(Stored items)
= Beginning of Section =

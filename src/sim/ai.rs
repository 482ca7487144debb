//! Pursuer direction-choice policies
//!
//! Pure functions over a player snapshot and the wall set; no pursuer holds
//! a reference back into the world. All scoring is Manhattan distance over a
//! short fixed lookahead step. That local greedy metric is deliberate
//! behavior, not a placeholder for pathfinding.

use glam::Vec2;
use rand::Rng;

use super::collision;
use super::direction::Dir;
use super::state::{Pursuer, PursuerKind, Wall};
use crate::consts::{AI_LOOKAHEAD, PREDICT_DIST, RANDOM_LOCK_REROLL};
use crate::manhattan_distance;

/// Read-only view of the player for AI queries
#[derive(Debug, Clone, Copy)]
pub struct PlayerSnapshot {
    pub pos: Vec2,
    pub dir: Option<Dir>,
}

/// How a pursuer picks its heading at intersections
#[derive(Debug, Clone, Copy, PartialEq, Eq)]
pub enum ChasePolicy {
    /// Head for the player's current position
    Direct,
    /// Head for a point ahead of the player's heading
    Predict,
    /// Predict, with a longer dormancy before engaging
    PredictDelayed,
    /// Keep a locked heading, re-rolled randomly at intersections
    RandomLock,
}

impl PursuerKind {
    pub fn policy(self) -> ChasePolicy {
        match self {
            PursuerKind::Hunter => ChasePolicy::Direct,
            PursuerKind::Scout => ChasePolicy::Predict,
            PursuerKind::Stalker => ChasePolicy::PredictDelayed,
            PursuerKind::Drifter => ChasePolicy::RandomLock,
        }
    }
}

/// The four cardinals filtered down to walkable ones. When more than one
/// candidate survives and `allow_reverse` is false, the reverse of the
/// current heading is removed; a dead end still allows turning back.
pub fn viable_directions(
    pos: Vec2,
    current: Option<Dir>,
    radius: f32,
    walls: &[Wall],
    allow_reverse: bool,
) -> Vec<Dir> {
    let mut dirs: Vec<Dir> = Dir::ALL
        .into_iter()
        .filter(|&d| collision::can_move(pos, d, radius, walls))
        .collect();

    if !allow_reverse
        && let Some(current) = current
        && dirs.len() > 1
    {
        dirs.retain(|&d| d != current.opposite());
    }
    dirs
}

/// Pick the viable direction whose lookahead step minimizes (or maximizes)
/// Manhattan distance to `target`. Ties resolve to the first direction in
/// [`Dir::ALL`] order.
fn best_by_distance(viable: &[Dir], from: Vec2, target: Vec2, maximize: bool) -> Option<Dir> {
    let mut best: Option<(Dir, f32)> = None;
    for &dir in viable {
        let probe = from + dir.vector() * AI_LOOKAHEAD;
        let dist = manhattan_distance(probe, target);
        let better = match best {
            None => true,
            Some((_, best_dist)) => {
                if maximize {
                    dist > best_dist
                } else {
                    dist < best_dist
                }
            }
        };
        if better {
            best = Some((dir, dist));
        }
    }
    best.map(|(dir, _)| dir)
}

/// Decide a new heading for a pursuer standing at an intersection.
///
/// Returns `None` to keep the current heading (random-lock hold, or no
/// viable direction at all). Frightened pursuers flee regardless of policy:
/// the same scoring, maximizing distance instead.
pub fn choose_direction(
    pursuer: &Pursuer,
    player: &PlayerSnapshot,
    walls: &[Wall],
    rng: &mut impl Rng,
) -> Option<Dir> {
    // Inside the den the reverse exclusion is waived so the pursuer can
    // back out of the enclosure
    let allow_reverse = !pursuer.exited_den;
    let viable = viable_directions(pursuer.pos, pursuer.dir, pursuer.radius, walls, allow_reverse);
    if viable.is_empty() {
        return None;
    }

    if pursuer.is_frightened() {
        return best_by_distance(&viable, pursuer.pos, player.pos, true);
    }

    match pursuer.kind.policy() {
        ChasePolicy::Direct => best_by_distance(&viable, pursuer.pos, player.pos, false),
        ChasePolicy::Predict | ChasePolicy::PredictDelayed => {
            let lead = player
                .dir
                .map(|d| d.vector() * PREDICT_DIST)
                .unwrap_or(Vec2::ZERO);
            best_by_distance(&viable, pursuer.pos, player.pos + lead, false)
        }
        ChasePolicy::RandomLock => {
            if rng.random_bool(RANDOM_LOCK_REROLL) {
                Some(viable[rng.random_range(0..viable.len())])
            } else {
                None
            }
        }
    }
}
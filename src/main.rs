//! Maze Chase entry point
//!
//! Headless demo driver: parses a board (a path from argv, or the built-in
//! one), runs the simulation for a fixed stretch of frames with a scripted
//! patrol input, and reports the outcome to the high score ledger.

use rand::SeedableRng;
use rand_pcg::Pcg32;

use maze_chase::HighScores;
use maze_chase::consts::SIM_DT;
use maze_chase::sim::{self, Dir, GameEvent, TickInput};

const DEFAULT_BOARD: &str = "\
xxxxxxxxxxxxxxxxx
xc      x      cx
x xx xx x xx xx x
x               x
x xx x h s x xx x
x    x t d x    x
x xx xxxxxxx xx x
x               x
x xx xx x xx xx x
xc   p  x      cx
xxxxxxxxxxxxxxxxx";

const LEDGER_PATH: &str = "highscores.txt";
/// One minute of simulated play
const DEMO_FRAMES: u32 = 60 * 60;

fn main() -> Result<(), Box<dyn std::error::Error>> {
    env_logger::init();

    let mut state = match std::env::args().nth(1) {
        Some(path) => sim::load_map(&path)?,
        None => sim::parse_map(DEFAULT_BOARD)?,
    };
    let mut rng = Pcg32::seed_from_u64(0xC0FFEE);

    // Scripted patrol: rotate the requested heading every two seconds and
    // let the buffered-turn rules decide when each switch actually lands
    let script = [
        Dir::Left,
        Dir::Up,
        Dir::Right,
        Dir::Up,
        Dir::Right,
        Dir::Down,
    ];

    for frame in 0..DEMO_FRAMES {
        let desired = script[(frame / 120) as usize % script.len()];
        let input = TickInput {
            desired_dir: Some(desired),
        };
        sim::tick(&mut state, &input, SIM_DT, &mut rng);

        for event in &state.events {
            match event {
                GameEvent::DirectionChanged { .. } => {}
                event => log::info!("frame {frame}: {event:?}"),
            }
        }

        if state.is_game_over() {
            log::info!("game over on frame {frame}");
            break;
        }
        if state.is_level_complete() {
            state.next_level();
        }
    }

    let score = state.score.points;
    println!("final score: {score} (level {})", state.level);

    let mut ledger = HighScores::load(LEDGER_PATH);
    if let Some(rank) = ledger.add_score("demo", score) {
        ledger.save(LEDGER_PATH)?;
        println!("new high score, rank {rank}");
    }

    Ok(())
}
#[cfg(test)]
mod tests {
    use super::*;

    #[test]
    fn test_lose_life_respects_invulnerability() {
        let mut player = Player::new(Vec2::ZERO);
        assert_eq!(player.lives, START_LIVES);

        assert!(player.lose_life());
        assert_eq!(player.lives, START_LIVES - 1);

        // Second loss inside the invulnerability window is suppressed
        assert!(!player.lose_life());
        assert_eq!(player.lives, START_LIVES - 1);

        player.tick_timers(INVULN_SECS + 0.1);
        assert!(player.lose_life());
        assert_eq!(player.lives, START_LIVES - 2);
    }

    #[test]
    fn test_player_reset_keeps_invulnerability() {
        let mut player = Player::new(Vec2::new(0.5, 0.5));
        player.pos = Vec2::ZERO;
        player.dir = Some(Dir::Left);
        player.lose_life();

        player.reset();
        assert_eq!(player.pos, player.spawn);
        assert_eq!(player.dir, None);
        assert!(player.is_invulnerable());
    }

    #[test]
    fn test_reversal_always_allowed() {
        // Tight horizontal corridor: walls above and below
        let walls = vec![
            Wall::new(Vec2::new(0.0, 0.12), 0.06),
            Wall::new(Vec2::new(0.0, -0.12), 0.06),
        ];
        let mut player = Player::new(Vec2::ZERO);
        player.dir = Some(Dir::Right);

        player.queue_direction(Dir::Left);
        assert!(player.try_change_direction(&walls));
        assert_eq!(player.dir, Some(Dir::Left));
    }

    #[test]
    fn test_perpendicular_turn_gated_by_intersection() {
        // Corridor: turning up is not possible, request stays buffered
        let walls = vec![
            Wall::new(Vec2::new(0.0, 0.12), 0.06),
            Wall::new(Vec2::new(0.0, -0.12), 0.06),
        ];
        let mut player = Player::new(Vec2::ZERO);
        player.dir = Some(Dir::Right);

        player.queue_direction(Dir::Up);
        assert!(!player.try_change_direction(&walls));
        assert_eq!(player.dir, Some(Dir::Right));
        assert_eq!(player.next_dir, Some(Dir::Up));

        // Open space: the same buffered request goes through
        assert!(player.try_change_direction(&[]));
        assert_eq!(player.dir, Some(Dir::Up));
    }

    #[test]
    fn test_first_move_needs_no_intersection() {
        let mut player = Player::new(Vec2::ZERO);
        player.queue_direction(Dir::Down);
        assert!(player.try_change_direction(&[]));
        assert_eq!(player.dir, Some(Dir::Down));
    }

    #[test]
    fn test_turn_into_wall_rejected() {
        // Wall directly above; reversal rule would allow Up from Down, but
        // the walkability check must still reject it
        let walls = vec![Wall::new(Vec2::new(0.0, 0.1), 0.05)];
        let mut player = Player::new(Vec2::ZERO);
        player.dir = Some(Dir::Down);

        player.queue_direction(Dir::Up);
        assert!(!player.try_change_direction(&walls));
        assert_eq!(player.dir, Some(Dir::Down));
    }

    #[test]
    fn test_dormant_counts_down_to_active() {
        let mut pursuer = Pursuer::new(PursuerKind::Scout, Vec2::ZERO);
        assert!(pursuer.is_dormant());
        assert_eq!(pursuer.speed(), 0.0);

        pursuer.advance(PursuerKind::Scout.spawn_delay() + 0.01);
        assert_eq!(pursuer.mode, Mode::Active);
        assert_eq!(pursuer.speed(), pursuer.base_speed);
    }

    #[test]
    fn test_frighten_reverses_and_halves_speed() {
        let mut pursuer = Pursuer::new(PursuerKind::Hunter, Vec2::ZERO);
        pursuer.mode = Mode::Active;
        pursuer.dir = Some(Dir::Right);

        pursuer.frighten();
        assert!(pursuer.is_frightened());
        assert_eq!(pursuer.dir, Some(Dir::Left));
        assert_eq!(pursuer.speed(), pursuer.base_speed * 0.5);
    }

    #[test]
    fn test_frighten_refresh_does_not_reverse_again() {
        let mut pursuer = Pursuer::new(PursuerKind::Hunter, Vec2::ZERO);
        pursuer.mode = Mode::Active;
        pursuer.dir = Some(Dir::Right);

        pursuer.frighten();
        pursuer.advance(FRIGHT_SECS / 2.0);
        pursuer.frighten();
        assert_eq!(pursuer.dir, Some(Dir::Left));
        assert_eq!(
            pursuer.mode,
            Mode::Frightened {
                remaining: FRIGHT_SECS
            }
        );
    }

    #[test]
    fn test_frighten_ignores_dormant() {
        let mut pursuer = Pursuer::new(PursuerKind::Stalker, Vec2::ZERO);
        pursuer.frighten();
        assert!(pursuer.is_dormant());
    }

    #[test]
    fn test_frightened_expires_to_active() {
        let mut pursuer = Pursuer::new(PursuerKind::Hunter, Vec2::ZERO);
        pursuer.mode = Mode::Active;
        pursuer.frighten();
        pursuer.advance(FRIGHT_SECS + 0.01);
        assert_eq!(pursuer.mode, Mode::Active);
    }

    #[test]
    fn test_capture_teleports_to_rally() {
        let rally = Vec2::new(0.3, 0.3);
        let mut pursuer = Pursuer::new(PursuerKind::Drifter, Vec2::ZERO);
        pursuer.mode = Mode::Active;
        pursuer.frighten();

        pursuer.capture(rally);
        assert_eq!(pursuer.pos, rally);
        assert_eq!(pursuer.mode, Mode::Active);
        assert!(!pursuer.exited_den);
    }

    #[test]
    fn test_state_snapshot_round_trip() {
        let state = GameState {
            level: 2,
            player: Some(Player::new(Vec2::new(0.1, -0.2))),
            pursuers: vec![Pursuer::new(PursuerKind::Drifter, Vec2::ZERO)],
            pellets: vec![Pellet::new(Vec2::new(0.3, 0.3))],
            bonuses: Vec::new(),
            walls: vec![Wall::new(Vec2::ZERO, 0.06)],
            rally_point: Vec2::new(0.5, 0.5),
            death_cooldown: 0.25,
            score: Score::default(),
            level_clear_emitted: false,
            events: Vec::new(),
            cols: 3,
            rows: 3,
        };

        let restored = GameState::from_json(&state.to_json().unwrap()).unwrap();
        assert_eq!(restored.level, state.level);
        assert_eq!(
            restored.player.as_ref().unwrap().pos,
            state.player.as_ref().unwrap().pos
        );
        assert_eq!(restored.pursuers[0].kind, state.pursuers[0].kind);
        assert_eq!(restored.death_cooldown, state.death_cooldown);
    }

    #[test]
    fn test_den_exit_latches() {
        let rally = Vec2::ZERO;
        let mut pursuer = Pursuer::new(PursuerKind::Hunter, rally);
        pursuer.note_den_exit(rally);
        assert!(!pursuer.exited_den);

        pursuer.pos = Vec2::new(DEN_EXIT_DIST + 0.01, 0.0);
        pursuer.note_den_exit(rally);
        assert!(pursuer.exited_den);
    }
}
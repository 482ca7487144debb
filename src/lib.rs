//! Maze Chase - a deterministic maze-chase simulation engine
//!
//! Core modules:
//! - `sim`: Deterministic simulation (movement, collision, pursuer AI, scoring)
//! - `highscores`: Top-5 leaderboard with a line-oriented ledger file
//!
//! Rendering, audio and window management are external collaborators: they
//! consume the read accessors on [`sim::GameState`] and the per-tick event
//! list, and never feed anything back except a [`sim::TickInput`].

pub mod highscores;
pub mod sim;

pub use highscores::HighScores;

use glam::Vec2;

/// Game configuration constants
///
/// Distances are in the normalized world space of `sim::map` (the maze
/// mapped into `[-1, 1]`), tuned for boards around 15-19 cells across.
pub mod consts {
    /// Fixed simulation timestep (60 Hz)
    pub const SIM_DT: f32 = 1.0 / 60.0;

    /// Componentwise tolerance for position equality
    pub const POSITION_EPSILON: f32 = 0.001;

    /// Collision radius for the player and pursuers (half-box extent)
    pub const ENTITY_RADIUS: f32 = 0.05;
    /// Collision radius for pellets and bonus pickups
    pub const PICKUP_RADIUS: f32 = 0.03;

    /// Lookahead distance for movement viability probes
    pub const MOVE_PROBE: f32 = 0.02;
    /// Lookahead step used when scoring AI direction candidates
    pub const AI_LOOKAHEAD: f32 = 0.1;
    /// How far ahead of the player predictive pursuers aim
    pub const PREDICT_DIST: f32 = 0.4;
    /// Manhattan distance from the rally point at which a pursuer counts
    /// as having left the spawn enclosure
    pub const DEN_EXIT_DIST: f32 = 0.15;

    /// Player movement speed (world units per second)
    pub const PLAYER_SPEED: f32 = 0.4;
    /// Pursuer base movement speed before level scaling
    pub const PURSUER_SPEED: f32 = 0.35;
    /// Per-level pursuer speed multiplier
    pub const LEVEL_SPEED_SCALE: f32 = 1.1;

    /// Starting lives
    pub const START_LIVES: u32 = 3;
    /// Invulnerability window after losing a life (seconds)
    pub const INVULN_SECS: f32 = 2.0;
    /// Minimum time between two processed life-losing contacts (seconds)
    pub const DEATH_COOLDOWN_SECS: f32 = 1.0;
    /// Frightened mode duration after a bonus pickup (seconds)
    pub const FRIGHT_SECS: f32 = 6.0;

    /// Probability that a random-lock pursuer re-rolls its heading at an
    /// intersection
    pub const RANDOM_LOCK_REROLL: f64 = 0.5;

    /// Points per pellet before the combo multiplier
    pub const PELLET_POINTS: u64 = 10;
    /// Points per bonus pickup (never combo-scaled)
    pub const BONUS_POINTS: u64 = 50;
    /// Points per captured pursuer
    pub const CAPTURE_POINTS: u64 = 200;
    /// Level-clear bonus per level number
    pub const LEVEL_CLEAR_POINTS: u64 = 100;

    /// Combo window: pellets within this many seconds of the last score x3
    pub const COMBO_FAST: f32 = 0.5;
    /// Combo window: pellets within this many seconds of the last score x2
    pub const COMBO_MED: f32 = 1.0;

    /// Maximum number of ledger entries
    pub const MAX_HIGH_SCORES: usize = 5;
}

/// Manhattan distance between two points
#[inline]
pub fn manhattan_distance(a: Vec2, b: Vec2) -> f32 {
    (a.x - b.x).abs() + (a.y - b.y).abs()
}

/// Componentwise position equality with [`consts::POSITION_EPSILON`] tolerance
#[inline]
pub fn approx_eq(a: Vec2, b: Vec2) -> bool {
    (a.x - b.x).abs() <= consts::POSITION_EPSILON && (a.y - b.y).abs() <= consts::POSITION_EPSILON
}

= End of Section =

Please count the lines in the records that contain "pursuers" and reply with the count alone.

5